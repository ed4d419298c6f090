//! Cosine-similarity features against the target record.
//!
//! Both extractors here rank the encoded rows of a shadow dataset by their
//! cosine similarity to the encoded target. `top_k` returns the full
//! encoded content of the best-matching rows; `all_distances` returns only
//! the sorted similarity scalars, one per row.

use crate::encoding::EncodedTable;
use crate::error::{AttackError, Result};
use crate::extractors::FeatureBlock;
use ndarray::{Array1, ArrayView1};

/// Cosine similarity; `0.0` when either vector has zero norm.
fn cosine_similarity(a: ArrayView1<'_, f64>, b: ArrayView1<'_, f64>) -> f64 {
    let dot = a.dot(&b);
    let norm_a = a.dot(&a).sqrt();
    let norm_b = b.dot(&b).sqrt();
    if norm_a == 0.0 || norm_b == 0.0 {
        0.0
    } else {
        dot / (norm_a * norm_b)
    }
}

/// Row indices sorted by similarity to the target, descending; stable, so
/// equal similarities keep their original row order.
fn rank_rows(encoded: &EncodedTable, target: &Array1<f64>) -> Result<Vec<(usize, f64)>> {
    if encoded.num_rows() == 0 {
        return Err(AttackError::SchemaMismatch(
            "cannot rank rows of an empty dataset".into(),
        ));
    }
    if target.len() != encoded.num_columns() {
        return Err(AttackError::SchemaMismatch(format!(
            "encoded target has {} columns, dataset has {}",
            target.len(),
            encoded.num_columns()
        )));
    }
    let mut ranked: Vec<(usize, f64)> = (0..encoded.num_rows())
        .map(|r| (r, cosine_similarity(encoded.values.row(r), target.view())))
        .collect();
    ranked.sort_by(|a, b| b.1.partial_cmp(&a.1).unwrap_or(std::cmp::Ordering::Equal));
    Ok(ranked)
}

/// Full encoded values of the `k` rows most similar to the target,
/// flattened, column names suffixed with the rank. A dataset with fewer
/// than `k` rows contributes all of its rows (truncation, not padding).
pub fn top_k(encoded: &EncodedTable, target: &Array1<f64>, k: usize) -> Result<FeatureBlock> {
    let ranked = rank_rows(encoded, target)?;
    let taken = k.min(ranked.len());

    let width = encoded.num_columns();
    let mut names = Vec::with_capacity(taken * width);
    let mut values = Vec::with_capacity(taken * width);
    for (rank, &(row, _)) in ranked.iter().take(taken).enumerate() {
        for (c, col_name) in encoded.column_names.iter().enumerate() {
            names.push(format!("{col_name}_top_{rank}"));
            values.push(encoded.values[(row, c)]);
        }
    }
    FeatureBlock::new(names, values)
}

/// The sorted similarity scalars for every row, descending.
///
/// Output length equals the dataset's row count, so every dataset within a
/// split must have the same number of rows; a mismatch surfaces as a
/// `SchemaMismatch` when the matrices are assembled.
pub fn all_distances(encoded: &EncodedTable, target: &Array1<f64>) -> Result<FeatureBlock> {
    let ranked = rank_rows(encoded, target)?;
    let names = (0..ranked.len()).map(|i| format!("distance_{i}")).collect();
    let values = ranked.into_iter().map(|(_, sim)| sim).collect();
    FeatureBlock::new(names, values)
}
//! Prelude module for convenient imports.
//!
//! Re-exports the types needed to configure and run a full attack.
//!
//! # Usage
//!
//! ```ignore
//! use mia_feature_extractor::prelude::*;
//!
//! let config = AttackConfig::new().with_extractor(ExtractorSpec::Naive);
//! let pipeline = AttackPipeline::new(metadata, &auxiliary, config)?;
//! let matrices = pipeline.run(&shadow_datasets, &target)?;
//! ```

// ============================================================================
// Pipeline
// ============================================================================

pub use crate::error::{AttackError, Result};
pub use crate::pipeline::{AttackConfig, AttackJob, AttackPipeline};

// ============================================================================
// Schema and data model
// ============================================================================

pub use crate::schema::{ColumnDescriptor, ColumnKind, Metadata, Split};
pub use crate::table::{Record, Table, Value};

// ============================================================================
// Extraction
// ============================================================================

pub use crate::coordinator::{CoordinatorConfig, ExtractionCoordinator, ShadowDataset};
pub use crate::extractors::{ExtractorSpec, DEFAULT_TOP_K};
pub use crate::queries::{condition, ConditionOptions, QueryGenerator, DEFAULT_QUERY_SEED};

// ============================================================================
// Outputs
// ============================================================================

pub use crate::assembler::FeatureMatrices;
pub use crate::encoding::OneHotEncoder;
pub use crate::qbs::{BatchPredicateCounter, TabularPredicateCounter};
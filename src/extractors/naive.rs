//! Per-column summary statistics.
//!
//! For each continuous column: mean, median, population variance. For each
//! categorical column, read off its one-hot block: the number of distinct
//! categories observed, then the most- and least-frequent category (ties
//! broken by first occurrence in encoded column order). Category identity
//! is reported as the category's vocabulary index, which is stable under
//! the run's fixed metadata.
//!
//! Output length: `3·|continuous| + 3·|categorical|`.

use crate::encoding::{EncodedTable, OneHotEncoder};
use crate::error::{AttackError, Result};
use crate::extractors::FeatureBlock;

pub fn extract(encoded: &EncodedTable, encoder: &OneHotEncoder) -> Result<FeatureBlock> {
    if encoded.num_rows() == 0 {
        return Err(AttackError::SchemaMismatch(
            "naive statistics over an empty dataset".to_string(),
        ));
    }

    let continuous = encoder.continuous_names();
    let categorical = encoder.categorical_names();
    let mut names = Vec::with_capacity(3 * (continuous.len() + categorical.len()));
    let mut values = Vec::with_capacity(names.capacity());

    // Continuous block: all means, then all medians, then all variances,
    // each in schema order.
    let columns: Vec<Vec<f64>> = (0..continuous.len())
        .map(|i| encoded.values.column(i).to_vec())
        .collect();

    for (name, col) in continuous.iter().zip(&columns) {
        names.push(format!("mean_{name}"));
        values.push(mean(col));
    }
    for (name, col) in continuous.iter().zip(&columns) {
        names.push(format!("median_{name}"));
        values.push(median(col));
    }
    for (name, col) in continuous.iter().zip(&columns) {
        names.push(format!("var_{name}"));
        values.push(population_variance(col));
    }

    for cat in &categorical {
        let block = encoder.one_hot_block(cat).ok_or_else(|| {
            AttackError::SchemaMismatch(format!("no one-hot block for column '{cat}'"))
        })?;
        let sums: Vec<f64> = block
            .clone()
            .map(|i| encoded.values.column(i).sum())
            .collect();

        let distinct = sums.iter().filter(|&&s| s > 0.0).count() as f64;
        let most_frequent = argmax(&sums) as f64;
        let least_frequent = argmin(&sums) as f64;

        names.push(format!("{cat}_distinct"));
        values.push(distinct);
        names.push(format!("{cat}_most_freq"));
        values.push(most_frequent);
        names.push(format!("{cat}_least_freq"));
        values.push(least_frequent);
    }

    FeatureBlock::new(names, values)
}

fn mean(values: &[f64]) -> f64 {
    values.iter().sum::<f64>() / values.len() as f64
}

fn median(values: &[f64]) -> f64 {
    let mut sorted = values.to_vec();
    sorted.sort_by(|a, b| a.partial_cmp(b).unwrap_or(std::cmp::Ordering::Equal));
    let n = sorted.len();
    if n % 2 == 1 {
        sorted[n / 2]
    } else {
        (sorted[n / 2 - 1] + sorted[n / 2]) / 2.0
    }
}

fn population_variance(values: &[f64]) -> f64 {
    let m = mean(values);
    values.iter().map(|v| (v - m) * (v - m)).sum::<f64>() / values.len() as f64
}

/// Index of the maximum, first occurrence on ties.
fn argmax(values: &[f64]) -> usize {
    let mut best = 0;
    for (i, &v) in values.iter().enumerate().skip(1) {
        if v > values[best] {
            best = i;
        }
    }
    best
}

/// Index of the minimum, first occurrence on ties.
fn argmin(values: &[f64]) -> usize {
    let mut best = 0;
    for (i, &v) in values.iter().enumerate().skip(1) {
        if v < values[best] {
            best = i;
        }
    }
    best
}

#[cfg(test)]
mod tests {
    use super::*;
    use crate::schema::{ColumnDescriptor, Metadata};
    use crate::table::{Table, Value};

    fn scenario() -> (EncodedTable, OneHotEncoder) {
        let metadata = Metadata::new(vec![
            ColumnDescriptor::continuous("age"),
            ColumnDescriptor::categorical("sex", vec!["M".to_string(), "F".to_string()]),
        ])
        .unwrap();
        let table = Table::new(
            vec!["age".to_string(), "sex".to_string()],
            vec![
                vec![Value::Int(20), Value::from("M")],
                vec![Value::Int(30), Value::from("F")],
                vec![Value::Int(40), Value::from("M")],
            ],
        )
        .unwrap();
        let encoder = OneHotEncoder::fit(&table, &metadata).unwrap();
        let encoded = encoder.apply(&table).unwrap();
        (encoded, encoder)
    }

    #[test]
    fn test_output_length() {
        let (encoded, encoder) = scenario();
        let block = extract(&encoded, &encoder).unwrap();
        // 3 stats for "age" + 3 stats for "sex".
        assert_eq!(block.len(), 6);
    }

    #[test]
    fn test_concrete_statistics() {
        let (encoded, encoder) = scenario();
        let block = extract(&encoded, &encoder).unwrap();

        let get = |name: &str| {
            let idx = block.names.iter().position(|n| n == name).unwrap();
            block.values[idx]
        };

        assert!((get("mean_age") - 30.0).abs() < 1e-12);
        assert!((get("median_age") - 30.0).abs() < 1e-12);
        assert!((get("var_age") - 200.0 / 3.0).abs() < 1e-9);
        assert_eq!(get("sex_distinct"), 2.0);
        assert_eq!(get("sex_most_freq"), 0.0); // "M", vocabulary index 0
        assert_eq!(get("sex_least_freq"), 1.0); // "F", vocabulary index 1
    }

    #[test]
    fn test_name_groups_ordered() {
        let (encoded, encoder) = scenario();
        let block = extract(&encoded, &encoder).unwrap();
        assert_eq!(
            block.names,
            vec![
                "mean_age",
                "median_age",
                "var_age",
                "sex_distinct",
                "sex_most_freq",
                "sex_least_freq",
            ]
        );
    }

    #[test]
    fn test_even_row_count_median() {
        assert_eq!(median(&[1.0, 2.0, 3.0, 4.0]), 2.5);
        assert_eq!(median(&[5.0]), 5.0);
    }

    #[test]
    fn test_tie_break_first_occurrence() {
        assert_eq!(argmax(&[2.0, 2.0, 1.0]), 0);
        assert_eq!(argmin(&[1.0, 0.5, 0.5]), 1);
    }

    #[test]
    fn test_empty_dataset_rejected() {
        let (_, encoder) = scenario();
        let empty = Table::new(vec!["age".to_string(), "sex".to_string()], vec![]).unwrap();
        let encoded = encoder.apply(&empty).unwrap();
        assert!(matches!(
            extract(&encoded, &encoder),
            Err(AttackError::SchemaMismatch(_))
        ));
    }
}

* * *

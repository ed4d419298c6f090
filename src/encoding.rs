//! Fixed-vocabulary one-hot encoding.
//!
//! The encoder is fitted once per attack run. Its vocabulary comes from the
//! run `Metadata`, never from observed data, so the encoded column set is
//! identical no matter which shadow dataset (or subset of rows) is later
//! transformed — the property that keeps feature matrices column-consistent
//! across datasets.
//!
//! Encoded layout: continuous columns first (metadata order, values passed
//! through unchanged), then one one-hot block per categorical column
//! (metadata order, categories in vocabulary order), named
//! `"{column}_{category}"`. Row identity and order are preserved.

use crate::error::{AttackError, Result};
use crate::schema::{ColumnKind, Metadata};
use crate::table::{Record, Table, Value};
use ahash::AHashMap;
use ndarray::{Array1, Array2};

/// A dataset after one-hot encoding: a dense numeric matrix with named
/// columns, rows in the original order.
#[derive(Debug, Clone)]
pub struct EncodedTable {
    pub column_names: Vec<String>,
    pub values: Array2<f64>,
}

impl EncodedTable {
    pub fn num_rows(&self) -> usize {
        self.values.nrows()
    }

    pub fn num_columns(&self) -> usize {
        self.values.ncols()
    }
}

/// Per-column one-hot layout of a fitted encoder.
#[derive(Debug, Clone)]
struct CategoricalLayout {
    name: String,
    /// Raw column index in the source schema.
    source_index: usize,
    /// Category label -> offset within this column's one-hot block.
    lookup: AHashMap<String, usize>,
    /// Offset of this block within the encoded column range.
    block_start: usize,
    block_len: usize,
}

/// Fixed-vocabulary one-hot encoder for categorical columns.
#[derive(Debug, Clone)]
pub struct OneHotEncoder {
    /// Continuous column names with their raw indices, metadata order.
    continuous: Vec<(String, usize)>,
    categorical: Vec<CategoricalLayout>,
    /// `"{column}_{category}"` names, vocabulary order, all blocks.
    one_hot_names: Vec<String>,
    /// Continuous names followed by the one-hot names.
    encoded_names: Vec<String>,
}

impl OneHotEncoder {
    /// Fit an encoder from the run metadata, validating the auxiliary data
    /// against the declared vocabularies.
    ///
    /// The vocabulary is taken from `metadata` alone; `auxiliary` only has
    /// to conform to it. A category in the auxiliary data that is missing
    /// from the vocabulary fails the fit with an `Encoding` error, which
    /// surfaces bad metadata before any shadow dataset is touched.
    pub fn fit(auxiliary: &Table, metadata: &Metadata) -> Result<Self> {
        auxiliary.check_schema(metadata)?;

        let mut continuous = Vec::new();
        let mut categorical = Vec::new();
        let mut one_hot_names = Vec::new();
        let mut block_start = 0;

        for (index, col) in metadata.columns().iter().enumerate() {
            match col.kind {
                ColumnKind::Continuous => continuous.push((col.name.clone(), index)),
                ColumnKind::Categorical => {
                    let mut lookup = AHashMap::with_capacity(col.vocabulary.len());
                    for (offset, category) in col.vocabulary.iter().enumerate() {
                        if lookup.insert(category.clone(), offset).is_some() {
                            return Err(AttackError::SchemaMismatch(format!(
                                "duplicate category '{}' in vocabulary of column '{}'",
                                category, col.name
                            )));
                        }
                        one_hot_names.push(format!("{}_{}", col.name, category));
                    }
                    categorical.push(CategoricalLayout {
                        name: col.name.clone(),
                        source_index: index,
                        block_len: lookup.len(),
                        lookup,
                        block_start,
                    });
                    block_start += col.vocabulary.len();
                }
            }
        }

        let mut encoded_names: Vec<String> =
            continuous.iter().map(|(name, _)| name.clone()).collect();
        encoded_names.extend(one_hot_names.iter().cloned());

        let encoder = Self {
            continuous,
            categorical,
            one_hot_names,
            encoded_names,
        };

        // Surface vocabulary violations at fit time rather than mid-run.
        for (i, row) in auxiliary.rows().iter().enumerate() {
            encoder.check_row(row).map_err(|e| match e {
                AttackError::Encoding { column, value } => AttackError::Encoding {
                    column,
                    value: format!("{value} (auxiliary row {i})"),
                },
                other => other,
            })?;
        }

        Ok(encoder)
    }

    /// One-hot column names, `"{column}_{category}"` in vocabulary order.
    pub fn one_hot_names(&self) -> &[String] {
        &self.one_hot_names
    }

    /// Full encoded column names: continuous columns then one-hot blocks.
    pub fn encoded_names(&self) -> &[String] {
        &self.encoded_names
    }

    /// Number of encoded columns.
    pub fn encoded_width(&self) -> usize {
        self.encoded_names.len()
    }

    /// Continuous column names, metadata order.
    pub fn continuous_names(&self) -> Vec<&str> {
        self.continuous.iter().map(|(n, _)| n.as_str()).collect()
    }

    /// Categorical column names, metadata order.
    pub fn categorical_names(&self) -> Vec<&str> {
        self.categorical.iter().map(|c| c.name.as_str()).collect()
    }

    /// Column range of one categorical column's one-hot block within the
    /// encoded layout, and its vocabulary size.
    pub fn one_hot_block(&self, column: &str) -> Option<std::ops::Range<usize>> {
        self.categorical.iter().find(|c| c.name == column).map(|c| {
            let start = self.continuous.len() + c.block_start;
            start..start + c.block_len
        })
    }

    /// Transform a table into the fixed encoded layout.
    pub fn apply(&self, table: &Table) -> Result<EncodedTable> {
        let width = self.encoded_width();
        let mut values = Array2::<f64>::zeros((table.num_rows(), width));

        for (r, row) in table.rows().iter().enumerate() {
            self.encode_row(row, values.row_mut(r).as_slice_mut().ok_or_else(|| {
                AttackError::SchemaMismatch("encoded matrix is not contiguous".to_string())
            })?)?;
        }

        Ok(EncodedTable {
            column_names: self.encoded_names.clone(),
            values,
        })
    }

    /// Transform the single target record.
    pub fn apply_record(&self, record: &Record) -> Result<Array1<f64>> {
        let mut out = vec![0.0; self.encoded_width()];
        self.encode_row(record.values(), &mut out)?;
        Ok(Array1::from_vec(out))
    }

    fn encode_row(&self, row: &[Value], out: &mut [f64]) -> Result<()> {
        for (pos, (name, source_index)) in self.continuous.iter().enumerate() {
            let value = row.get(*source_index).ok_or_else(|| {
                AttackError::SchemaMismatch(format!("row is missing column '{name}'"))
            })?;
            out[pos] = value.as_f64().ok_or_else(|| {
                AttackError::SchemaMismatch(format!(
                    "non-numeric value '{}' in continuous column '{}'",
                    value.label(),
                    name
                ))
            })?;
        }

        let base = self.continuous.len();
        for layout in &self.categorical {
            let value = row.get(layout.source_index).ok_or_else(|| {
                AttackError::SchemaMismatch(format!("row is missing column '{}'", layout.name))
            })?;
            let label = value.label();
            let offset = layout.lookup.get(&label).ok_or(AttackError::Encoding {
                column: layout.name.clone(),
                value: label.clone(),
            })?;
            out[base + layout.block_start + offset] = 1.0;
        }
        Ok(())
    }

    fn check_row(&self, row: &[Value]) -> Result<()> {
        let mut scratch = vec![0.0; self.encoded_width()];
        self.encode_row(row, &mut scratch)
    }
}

● Task item: Above are the records; from them, give again exactly the lines from the one containing "comes from the" through the one containing "order are preserved.", both included.

● Exercise solution:
//! The encoder is fitted once per attack run. Its vocabulary comes from the
//! run `Metadata`, never from observed data, so the encoded column set is
//! identical no matter which shadow dataset (or subset of rows) is later
//! transformed — the property that keeps feature matrices column-consistent
//! across datasets.
//!
//! Encoded layout: continuous columns first (metadata order, values passed
//! through unchanged), then one one-hot block per categorical column
//! (metadata order, categories in vocabulary order), named
//! `"{column}_{category}"`. Row identity and order are preserved.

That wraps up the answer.